Pupils have positive attitudes to reading. In lessons, teachers make sure that pupils read a wide range of books and authors. They choose texts to develop pupils' understanding of the wider world.

During 'Black History Month', pupils enjoyed reading about the athlete Dina Asher-Smith. Teachers also encourage pupils to read books that appeal to their interests. This motivates pupils to read regularly and further develops their reading ability.

Teachers keep a close eye on how often individual pupils read at home. However, pupils sometimes choose books that are not well matched to their reading ability. This means pupils are unable to practise what they have been taught in school.

In history, teachers plan lessons to build on what pupils already know. For instance, in Years 3 and 4, pupils learn about the concept of 'invasion' when they study the Vikings and the Normans. In Year 6, pupils then use this knowledge when they study the causes and effects of the Second World War.

In mathematics, teachers also sequence activities carefully. This helps pupils make links between what they already know and the new concepts that they learn. Younger pupils use their knowledge of counting to help them answer more formal questions.

Leaders have high expectations for all pupils. The school's inclusive culture reflects this. As soon as children join the early years, leaders work closely with families to understand and meet their children's needs.

Families of pupils who speak English as an additional language are supported well so they can help their children better.

Pupils' behaviour in and around the school is calm and sensible. In lessons, staff make sure that pupils listen carefully and follow instructions.

Pupils focus on the tasks that teachers set, and rarely distract others. This helps them achieve well.

Staff well-being is a priority for leaders.

They encourage teachers to develop subject plans with colleagues from other federation schools. Teachers told me how this has helped to reduce their workload. Teachers also value highly the support they receive to strengthen their teaching expertise.

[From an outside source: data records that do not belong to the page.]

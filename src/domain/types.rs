//! Shared types for the occupancy manager
//!
//! The item model mirrors the external home-automation registry: every location,
//! equipment, sensor point and status mirror is an item addressed by name.

use serde::{Deserialize, Deserializer, Serialize};
use std::collections::BTreeMap;

/// Metadata namespace read from sensor points
pub const EVENT_NAMESPACE: &str = "OccupancyEvent";

/// Metadata namespace read from location items
pub const SETTINGS_NAMESPACE: &str = "OccupancySettings";

/// Semantic class of an item in the registry
#[derive(Debug, Clone, Copy, PartialEq, Eq, Hash, Default, Serialize, Deserialize)]
#[serde(rename_all = "lowercase")]
pub enum ItemKind {
    Location,
    Equipment,
    Point,
    #[default]
    Group,
}

/// Per-namespace metadata block attached to an item
#[derive(Debug, Clone, Default, PartialEq, Serialize, Deserialize)]
pub struct Metadata {
    /// Main value (for sensors: the occupancy role)
    #[serde(default)]
    pub value: String,
    /// Key/value configuration, values normalised to strings
    #[serde(default, alias = "config", deserialize_with = "deserialize_configuration")]
    pub configuration: BTreeMap<String, String>,
}

impl Metadata {
    pub fn new(value: &str) -> Self {
        Self { value: value.to_string(), configuration: BTreeMap::new() }
    }

    pub fn with(mut self, key: &str, value: &str) -> Self {
        self.configuration.insert(key.to_string(), value.to_string());
        self
    }

    pub fn get(&self, key: &str) -> Option<&str> {
        self.configuration.get(key).map(String::as_str).filter(|v| !v.is_empty())
    }
}

/// Configuration values may be written as strings, numbers or booleans in the
/// model file or in event payloads; the registry stores them as strings.
fn deserialize_configuration<'de, D>(deserializer: D) -> Result<BTreeMap<String, String>, D::Error>
where
    D: Deserializer<'de>,
{
    #[derive(Deserialize)]
    #[serde(untagged)]
    enum RawValue {
        Text(String),
        Integer(i64),
        Float(f64),
        Flag(bool),
    }

    let raw: BTreeMap<String, RawValue> = BTreeMap::deserialize(deserializer)?;
    Ok(raw
        .into_iter()
        .map(|(key, value)| {
            let text = match value {
                RawValue::Text(s) => s,
                RawValue::Integer(i) => i.to_string(),
                RawValue::Float(f) => f.to_string(),
                RawValue::Flag(b) => b.to_string(),
            };
            (key, text)
        })
        .collect())
}

/// A single registry item
#[derive(Debug, Clone, Default, PartialEq, Serialize, Deserialize)]
pub struct ItemDef {
    /// Filled in from the event topic when a payload omits it
    #[serde(default)]
    pub name: String,
    #[serde(default)]
    pub kind: ItemKind,
    /// Registry item type (Switch, Contact, Dimmer, String, ...)
    #[serde(default, rename = "type")]
    pub item_type: String,
    #[serde(default)]
    pub label: String,
    /// Current state as reported by the registry ("NULL" until first update)
    #[serde(default = "default_state")]
    pub state: String,
    #[serde(default)]
    pub tags: Vec<String>,
    /// Names of the groups this item is a member of
    #[serde(default, alias = "groupNames")]
    pub groups: Vec<String>,
    #[serde(default)]
    pub metadata: BTreeMap<String, Metadata>,
}

fn default_state() -> String {
    "NULL".to_string()
}

impl ItemDef {
    pub fn new(name: &str, kind: ItemKind) -> Self {
        Self { name: name.to_string(), kind, state: default_state(), ..Default::default() }
    }

    pub fn in_group(mut self, group: &str) -> Self {
        self.groups.push(group.to_string());
        self
    }

    pub fn tagged(mut self, tag: &str) -> Self {
        self.tags.push(tag.to_string());
        self
    }

    pub fn with_type(mut self, item_type: &str) -> Self {
        self.item_type = item_type.to_string();
        self
    }

    pub fn with_state(mut self, state: &str) -> Self {
        self.state = state.to_string();
        self
    }

    pub fn with_metadata(mut self, namespace: &str, metadata: Metadata) -> Self {
        self.metadata.insert(namespace.to_string(), metadata);
        self
    }

    pub fn has_tag(&self, tag: &str) -> bool {
        self.tags.iter().any(|t| t == tag)
    }

    pub fn is_location(&self) -> bool {
        self.kind == ItemKind::Location
    }
}

/// Inbound event delivered by the registry/event bus
#[derive(Debug, Clone, PartialEq)]
pub enum ItemEvent {
    /// A new item was added to the registry
    Added(ItemDef),
    /// An existing item's definition (tags, groups, metadata) changed
    Updated(ItemDef),
    /// An item was removed from the registry
    Removed { name: String },
    /// An item's state changed
    StateChanged { item: String, state: String, old_state: Option<String> },
    /// A command was sent to an item
    Command { item: String, command: String },
}

impl ItemEvent {
    pub fn state_changed(item: &str, state: &str) -> Self {
        ItemEvent::StateChanged { item: item.to_string(), state: state.to_string(), old_state: None }
    }

    pub fn command(item: &str, command: &str) -> Self {
        ItemEvent::Command { item: item.to_string(), command: command.to_string() }
    }

    /// Name of the item the event refers to
    pub fn item_name(&self) -> &str {
        match self {
            ItemEvent::Added(def) | ItemEvent::Updated(def) => &def.name,
            ItemEvent::Removed { name } => name,
            ItemEvent::StateChanged { item, .. } | ItemEvent::Command { item, .. } => item,
        }
    }

    pub fn kind_str(&self) -> &'static str {
        match self {
            ItemEvent::Added(_) => "added",
            ItemEvent::Updated(_) => "updated",
            ItemEvent::Removed { .. } => "removed",
            ItemEvent::StateChanged { .. } => "statechanged",
            ItemEvent::Command { .. } => "command",
        }
    }
}

/// The four status/control items every location owns
#[derive(Debug, Clone, Copy, PartialEq, Eq, Hash)]
pub enum StatusItem {
    /// Occupancy-State: ON occupied, OFF vacant; also accepts direct commands
    State,
    /// Occupancy-Control: LOCK / LOCK,<secs> / UNLOCK / CLEARLOCKS commands
    Control,
    /// Occupancy-Lock: ON while locked
    Lock,
    /// Occupancy-Time: expiry timestamp, "Locked" or "Vacant"
    Time,
}

impl StatusItem {
    pub const ALL: [StatusItem; 4] =
        [StatusItem::State, StatusItem::Control, StatusItem::Lock, StatusItem::Time];

    pub fn tag(&self) -> &'static str {
        match self {
            StatusItem::State => "OccupancyState",
            StatusItem::Control => "OccupancyControl",
            StatusItem::Lock => "OccupancyLock",
            StatusItem::Time => "OccupancyTime",
        }
    }

    fn suffix(&self) -> &'static str {
        match self {
            StatusItem::State => "_Occupancy_State",
            StatusItem::Control => "_Occupancy_Control",
            StatusItem::Lock => "_Occupancy_Lock",
            StatusItem::Time => "_Occupancy_Time",
        }
    }

    fn item_type(&self) -> &'static str {
        match self {
            StatusItem::State | StatusItem::Lock => "Switch",
            StatusItem::Control | StatusItem::Time => "String",
        }
    }

    fn label(&self) -> &'static str {
        match self {
            StatusItem::State => " Occupied",
            StatusItem::Control => " Occupancy Control",
            StatusItem::Lock => " Occupancy Locking",
            StatusItem::Time => " Occupied Until",
        }
    }

    /// Registry name of this status item for a location
    pub fn item_name(&self, location: &str) -> String {
        format!("{}{}", location, self.suffix())
    }

    /// Definition used when the item does not exist yet
    pub fn definition(&self, location: &str) -> ItemDef {
        let mut def = ItemDef::new(&self.item_name(location), ItemKind::Point)
            .with_type(self.item_type())
            .in_group(location)
            .tagged(self.tag())
            .tagged("OccupancyManager");
        def.label = format!("{}{}", location, self.label());
        def
    }

    /// Which status item an item is, judging by its tags
    pub fn from_tags(tags: &[String]) -> Option<StatusItem> {
        Self::ALL.into_iter().find(|s| tags.iter().any(|t| t == s.tag()))
    }
}

/// Status values written to the Occupancy-Time item besides timestamps
pub const TIME_LOCKED: &str = "Locked";
pub const TIME_VACANT: &str = "Vacant";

The arrangements for safeguarding are effective.

Leaders make sure that safeguarding is their number one priority. Adults understand how to report concerns.

When appropriate, referrals are made to external agencies and followed up in a timely way. Regular training means that staff are alert to signs that a pupil's welfare is at risk. All necessary checks are made on adults working at the school.

Pupils told me that they feel safe at the school. They have regular drills to make sure they know what to do in the event of an emergency. Pupils learn about staying safe in the wider world, including keeping safe online.

What does the school need to do to improve?

(Information for the school and appropriate authority)

Staff are well trained to teach phonics and early reading. Reading work in class is carefully planned. However, pupils do not always choose books to take home that match their reading abilities.

Leaders should ensure that pupils always choose books that are suitable and at an appropriate level of difficulty. . Leaders are ambitious for what pupils should learn.

They know that pupils could do better in design and technology. Leaders should ensure that the new plans for design and technology lead to improved learning.Background

When we have judged a school to be good, we will then normally go into the school about once every four years to confirm that the school remains good.

This is called a section 8 inspection of a good school or non-exempt outstanding school. We do not give graded judgements on a section 8 inspection. However, if we find some evidence that the school could now be better than good or that standards may be declining, then the next inspection will be a section 5 inspection.

Usually this is within one to two years of the date of the section 8 inspection. If we have serious concerns about safeguarding, behaviour or the quality of education, we will convert the section 8 inspection to a section 5 inspection immediately.

This is the first section 8 inspection since we judged Tower Bridge Primary School to be good on 27–28 January 2016.